→ Problem details
Work through the data and say how many lines contain "super". The number alone is the answer.

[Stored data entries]
□ □ □ □ □

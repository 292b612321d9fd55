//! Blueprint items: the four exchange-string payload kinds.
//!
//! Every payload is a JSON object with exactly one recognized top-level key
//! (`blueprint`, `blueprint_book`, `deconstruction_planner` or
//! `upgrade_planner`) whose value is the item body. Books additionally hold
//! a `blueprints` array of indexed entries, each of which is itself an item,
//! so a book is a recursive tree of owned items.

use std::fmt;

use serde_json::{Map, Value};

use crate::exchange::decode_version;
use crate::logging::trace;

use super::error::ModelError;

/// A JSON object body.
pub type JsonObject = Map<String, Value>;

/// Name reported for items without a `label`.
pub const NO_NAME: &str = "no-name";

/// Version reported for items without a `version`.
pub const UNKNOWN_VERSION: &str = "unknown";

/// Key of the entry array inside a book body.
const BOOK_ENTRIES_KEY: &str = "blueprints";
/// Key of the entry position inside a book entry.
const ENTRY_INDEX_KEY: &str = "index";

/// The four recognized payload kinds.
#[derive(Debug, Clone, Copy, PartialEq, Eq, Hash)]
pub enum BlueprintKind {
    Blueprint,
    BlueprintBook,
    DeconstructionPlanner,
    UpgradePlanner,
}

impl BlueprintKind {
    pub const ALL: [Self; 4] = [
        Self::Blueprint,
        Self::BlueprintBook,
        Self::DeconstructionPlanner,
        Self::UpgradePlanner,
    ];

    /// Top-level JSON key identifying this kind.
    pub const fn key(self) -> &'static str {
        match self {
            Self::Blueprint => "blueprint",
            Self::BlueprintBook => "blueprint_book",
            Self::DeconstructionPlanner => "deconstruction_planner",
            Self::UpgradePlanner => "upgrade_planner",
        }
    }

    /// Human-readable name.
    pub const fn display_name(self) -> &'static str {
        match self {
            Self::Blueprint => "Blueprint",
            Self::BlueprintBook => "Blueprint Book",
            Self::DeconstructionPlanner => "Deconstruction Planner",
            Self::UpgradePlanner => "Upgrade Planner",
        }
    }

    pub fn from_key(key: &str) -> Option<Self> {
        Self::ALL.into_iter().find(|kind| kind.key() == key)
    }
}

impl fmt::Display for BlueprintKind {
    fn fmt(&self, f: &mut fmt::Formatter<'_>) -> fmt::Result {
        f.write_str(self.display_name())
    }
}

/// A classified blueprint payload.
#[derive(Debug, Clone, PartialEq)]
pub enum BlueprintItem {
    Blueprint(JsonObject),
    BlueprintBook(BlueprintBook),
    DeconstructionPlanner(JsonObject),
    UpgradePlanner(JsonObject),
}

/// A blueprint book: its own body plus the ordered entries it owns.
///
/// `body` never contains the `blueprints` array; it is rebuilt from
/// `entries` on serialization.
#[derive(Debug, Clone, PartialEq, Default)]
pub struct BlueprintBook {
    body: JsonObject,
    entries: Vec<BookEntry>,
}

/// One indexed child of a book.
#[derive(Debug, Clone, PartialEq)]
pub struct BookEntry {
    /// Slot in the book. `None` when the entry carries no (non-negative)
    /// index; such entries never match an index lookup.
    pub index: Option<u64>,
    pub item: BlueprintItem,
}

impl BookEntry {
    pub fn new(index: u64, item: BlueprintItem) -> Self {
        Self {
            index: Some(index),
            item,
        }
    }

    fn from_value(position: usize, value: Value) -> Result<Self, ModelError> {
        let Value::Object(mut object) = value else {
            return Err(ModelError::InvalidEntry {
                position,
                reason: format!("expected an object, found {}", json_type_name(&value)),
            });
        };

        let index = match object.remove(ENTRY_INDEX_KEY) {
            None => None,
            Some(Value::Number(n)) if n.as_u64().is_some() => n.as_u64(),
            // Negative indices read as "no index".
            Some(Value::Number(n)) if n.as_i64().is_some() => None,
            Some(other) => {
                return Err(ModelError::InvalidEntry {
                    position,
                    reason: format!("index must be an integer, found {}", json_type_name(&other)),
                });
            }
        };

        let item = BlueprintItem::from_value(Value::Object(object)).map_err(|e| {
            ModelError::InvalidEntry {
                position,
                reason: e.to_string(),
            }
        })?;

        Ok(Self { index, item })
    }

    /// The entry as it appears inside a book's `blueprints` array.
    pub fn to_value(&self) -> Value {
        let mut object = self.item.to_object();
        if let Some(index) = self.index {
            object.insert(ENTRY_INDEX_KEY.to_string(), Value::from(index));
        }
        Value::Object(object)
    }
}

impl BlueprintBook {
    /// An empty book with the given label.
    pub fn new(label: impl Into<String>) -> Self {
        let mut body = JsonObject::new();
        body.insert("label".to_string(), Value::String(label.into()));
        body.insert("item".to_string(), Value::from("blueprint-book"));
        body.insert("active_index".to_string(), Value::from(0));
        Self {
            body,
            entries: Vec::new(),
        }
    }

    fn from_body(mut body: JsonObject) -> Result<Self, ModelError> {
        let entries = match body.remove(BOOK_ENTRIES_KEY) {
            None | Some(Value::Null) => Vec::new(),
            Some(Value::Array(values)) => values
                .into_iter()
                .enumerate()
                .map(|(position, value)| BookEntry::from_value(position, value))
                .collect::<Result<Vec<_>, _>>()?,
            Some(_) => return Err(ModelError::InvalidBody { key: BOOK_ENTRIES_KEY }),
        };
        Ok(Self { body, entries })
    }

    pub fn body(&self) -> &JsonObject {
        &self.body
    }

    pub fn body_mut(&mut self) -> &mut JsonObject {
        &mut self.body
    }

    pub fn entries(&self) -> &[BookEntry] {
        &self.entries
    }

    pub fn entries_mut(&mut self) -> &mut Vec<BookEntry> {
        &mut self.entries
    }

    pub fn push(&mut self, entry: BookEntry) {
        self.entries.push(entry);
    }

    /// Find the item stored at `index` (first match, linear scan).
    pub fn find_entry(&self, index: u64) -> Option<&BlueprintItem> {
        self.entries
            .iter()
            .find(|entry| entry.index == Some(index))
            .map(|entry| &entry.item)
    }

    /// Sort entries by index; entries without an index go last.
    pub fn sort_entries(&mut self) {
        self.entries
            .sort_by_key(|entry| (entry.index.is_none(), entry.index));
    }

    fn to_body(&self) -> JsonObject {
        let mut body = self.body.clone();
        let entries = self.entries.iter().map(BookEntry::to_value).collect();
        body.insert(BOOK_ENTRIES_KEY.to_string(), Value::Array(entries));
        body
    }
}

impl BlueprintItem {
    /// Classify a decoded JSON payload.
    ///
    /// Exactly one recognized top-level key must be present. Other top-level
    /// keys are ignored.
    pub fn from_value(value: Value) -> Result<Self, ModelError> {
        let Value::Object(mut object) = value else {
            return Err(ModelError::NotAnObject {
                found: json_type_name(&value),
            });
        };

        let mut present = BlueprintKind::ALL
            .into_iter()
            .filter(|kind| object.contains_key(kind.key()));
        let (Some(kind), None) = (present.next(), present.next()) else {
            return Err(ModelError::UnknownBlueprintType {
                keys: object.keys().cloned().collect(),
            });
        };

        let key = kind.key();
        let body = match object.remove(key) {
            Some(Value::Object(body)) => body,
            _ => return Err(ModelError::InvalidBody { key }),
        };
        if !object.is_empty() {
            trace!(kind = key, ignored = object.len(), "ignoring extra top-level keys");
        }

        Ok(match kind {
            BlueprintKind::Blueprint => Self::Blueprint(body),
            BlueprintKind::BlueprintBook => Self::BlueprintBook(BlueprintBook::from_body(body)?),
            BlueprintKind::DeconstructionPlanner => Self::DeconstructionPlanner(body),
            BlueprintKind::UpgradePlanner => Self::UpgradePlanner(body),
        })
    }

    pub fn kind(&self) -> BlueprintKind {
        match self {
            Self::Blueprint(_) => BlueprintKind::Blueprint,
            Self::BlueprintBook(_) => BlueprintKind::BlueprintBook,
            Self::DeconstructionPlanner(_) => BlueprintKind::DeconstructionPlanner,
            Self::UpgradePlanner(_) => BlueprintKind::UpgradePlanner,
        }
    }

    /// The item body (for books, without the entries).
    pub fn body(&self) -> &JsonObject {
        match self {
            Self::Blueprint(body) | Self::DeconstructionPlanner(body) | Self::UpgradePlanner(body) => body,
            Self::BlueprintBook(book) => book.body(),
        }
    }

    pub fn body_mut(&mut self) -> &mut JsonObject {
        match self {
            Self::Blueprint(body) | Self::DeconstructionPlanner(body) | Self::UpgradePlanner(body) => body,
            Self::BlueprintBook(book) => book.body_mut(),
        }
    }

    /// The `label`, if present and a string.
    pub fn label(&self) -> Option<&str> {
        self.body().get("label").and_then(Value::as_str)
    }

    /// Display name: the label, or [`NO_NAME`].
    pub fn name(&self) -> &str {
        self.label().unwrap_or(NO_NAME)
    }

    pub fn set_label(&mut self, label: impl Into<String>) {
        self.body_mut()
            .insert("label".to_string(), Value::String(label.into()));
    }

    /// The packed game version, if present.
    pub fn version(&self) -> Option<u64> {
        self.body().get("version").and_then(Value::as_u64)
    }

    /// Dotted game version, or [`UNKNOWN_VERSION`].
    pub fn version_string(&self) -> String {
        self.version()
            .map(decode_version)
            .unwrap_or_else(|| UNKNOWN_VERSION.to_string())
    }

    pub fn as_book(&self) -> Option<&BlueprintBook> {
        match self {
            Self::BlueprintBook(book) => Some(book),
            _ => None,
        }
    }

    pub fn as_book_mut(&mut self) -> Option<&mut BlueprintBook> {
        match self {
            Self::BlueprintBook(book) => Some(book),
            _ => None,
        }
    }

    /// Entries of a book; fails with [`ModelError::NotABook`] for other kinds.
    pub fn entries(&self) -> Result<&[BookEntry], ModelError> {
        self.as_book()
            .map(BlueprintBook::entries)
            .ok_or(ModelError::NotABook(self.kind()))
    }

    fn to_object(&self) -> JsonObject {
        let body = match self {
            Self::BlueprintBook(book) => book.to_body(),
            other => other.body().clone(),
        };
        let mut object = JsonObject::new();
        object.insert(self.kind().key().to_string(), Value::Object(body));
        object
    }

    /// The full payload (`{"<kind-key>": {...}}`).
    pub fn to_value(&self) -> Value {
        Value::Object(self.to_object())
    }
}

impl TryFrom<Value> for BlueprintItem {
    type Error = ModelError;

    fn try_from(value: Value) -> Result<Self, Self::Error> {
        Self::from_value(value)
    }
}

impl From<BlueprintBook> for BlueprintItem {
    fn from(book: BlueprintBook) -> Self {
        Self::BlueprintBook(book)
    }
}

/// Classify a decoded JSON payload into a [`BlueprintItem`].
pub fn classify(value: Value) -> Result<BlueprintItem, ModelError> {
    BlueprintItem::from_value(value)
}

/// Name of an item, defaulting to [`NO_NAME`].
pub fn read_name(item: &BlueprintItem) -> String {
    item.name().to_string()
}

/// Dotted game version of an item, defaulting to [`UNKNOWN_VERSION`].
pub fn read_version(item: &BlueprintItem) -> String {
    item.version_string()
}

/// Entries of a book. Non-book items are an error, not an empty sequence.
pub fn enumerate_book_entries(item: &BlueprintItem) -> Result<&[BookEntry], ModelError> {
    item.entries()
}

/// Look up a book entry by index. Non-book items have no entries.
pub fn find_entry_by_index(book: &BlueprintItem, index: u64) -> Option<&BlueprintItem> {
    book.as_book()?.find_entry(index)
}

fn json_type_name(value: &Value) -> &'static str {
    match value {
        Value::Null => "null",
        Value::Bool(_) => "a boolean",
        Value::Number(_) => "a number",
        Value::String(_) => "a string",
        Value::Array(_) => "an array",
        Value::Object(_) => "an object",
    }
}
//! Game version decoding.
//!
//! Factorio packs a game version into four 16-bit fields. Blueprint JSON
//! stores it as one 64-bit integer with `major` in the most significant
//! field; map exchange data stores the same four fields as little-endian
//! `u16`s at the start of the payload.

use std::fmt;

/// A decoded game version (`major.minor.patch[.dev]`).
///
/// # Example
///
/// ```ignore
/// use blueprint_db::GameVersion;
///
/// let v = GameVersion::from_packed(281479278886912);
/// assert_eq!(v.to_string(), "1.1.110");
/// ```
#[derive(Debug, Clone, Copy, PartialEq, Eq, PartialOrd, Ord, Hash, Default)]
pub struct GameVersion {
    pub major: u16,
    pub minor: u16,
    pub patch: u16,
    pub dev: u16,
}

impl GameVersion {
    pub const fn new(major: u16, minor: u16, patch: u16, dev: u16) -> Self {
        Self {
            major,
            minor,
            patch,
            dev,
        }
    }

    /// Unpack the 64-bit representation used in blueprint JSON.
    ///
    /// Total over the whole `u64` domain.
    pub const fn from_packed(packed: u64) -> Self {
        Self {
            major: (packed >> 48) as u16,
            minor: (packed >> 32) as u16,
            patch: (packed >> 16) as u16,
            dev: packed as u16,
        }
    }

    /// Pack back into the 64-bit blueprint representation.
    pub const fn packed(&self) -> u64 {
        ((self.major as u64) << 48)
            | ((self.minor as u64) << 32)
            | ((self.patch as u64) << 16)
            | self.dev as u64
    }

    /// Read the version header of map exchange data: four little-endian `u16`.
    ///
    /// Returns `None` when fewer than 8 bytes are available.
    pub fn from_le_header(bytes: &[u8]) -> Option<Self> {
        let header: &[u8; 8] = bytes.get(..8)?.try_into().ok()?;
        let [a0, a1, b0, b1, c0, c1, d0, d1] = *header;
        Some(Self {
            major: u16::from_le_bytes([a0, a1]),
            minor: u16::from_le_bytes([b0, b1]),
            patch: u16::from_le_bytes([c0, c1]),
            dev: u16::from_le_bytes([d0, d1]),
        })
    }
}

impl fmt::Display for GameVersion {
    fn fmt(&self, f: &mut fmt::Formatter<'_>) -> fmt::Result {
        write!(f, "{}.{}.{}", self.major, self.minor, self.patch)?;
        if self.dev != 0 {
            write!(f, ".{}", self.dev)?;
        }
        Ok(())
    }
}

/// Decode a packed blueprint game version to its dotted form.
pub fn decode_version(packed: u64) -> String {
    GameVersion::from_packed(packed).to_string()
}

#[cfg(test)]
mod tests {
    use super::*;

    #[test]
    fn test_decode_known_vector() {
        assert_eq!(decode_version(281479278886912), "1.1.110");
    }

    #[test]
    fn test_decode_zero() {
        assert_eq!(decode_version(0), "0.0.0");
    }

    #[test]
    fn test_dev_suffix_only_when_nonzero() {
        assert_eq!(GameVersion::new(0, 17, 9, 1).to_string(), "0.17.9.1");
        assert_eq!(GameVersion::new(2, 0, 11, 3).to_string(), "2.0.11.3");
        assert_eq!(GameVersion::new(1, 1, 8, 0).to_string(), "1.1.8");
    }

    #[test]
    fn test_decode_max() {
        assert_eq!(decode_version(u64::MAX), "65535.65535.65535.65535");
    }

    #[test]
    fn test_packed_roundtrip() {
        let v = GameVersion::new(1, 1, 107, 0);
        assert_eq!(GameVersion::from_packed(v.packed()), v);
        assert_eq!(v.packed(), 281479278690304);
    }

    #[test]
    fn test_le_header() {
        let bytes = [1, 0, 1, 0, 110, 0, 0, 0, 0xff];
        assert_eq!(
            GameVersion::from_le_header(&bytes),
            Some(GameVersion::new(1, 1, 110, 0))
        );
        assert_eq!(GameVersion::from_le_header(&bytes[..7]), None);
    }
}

□ □ □ □ □

→ Written response
2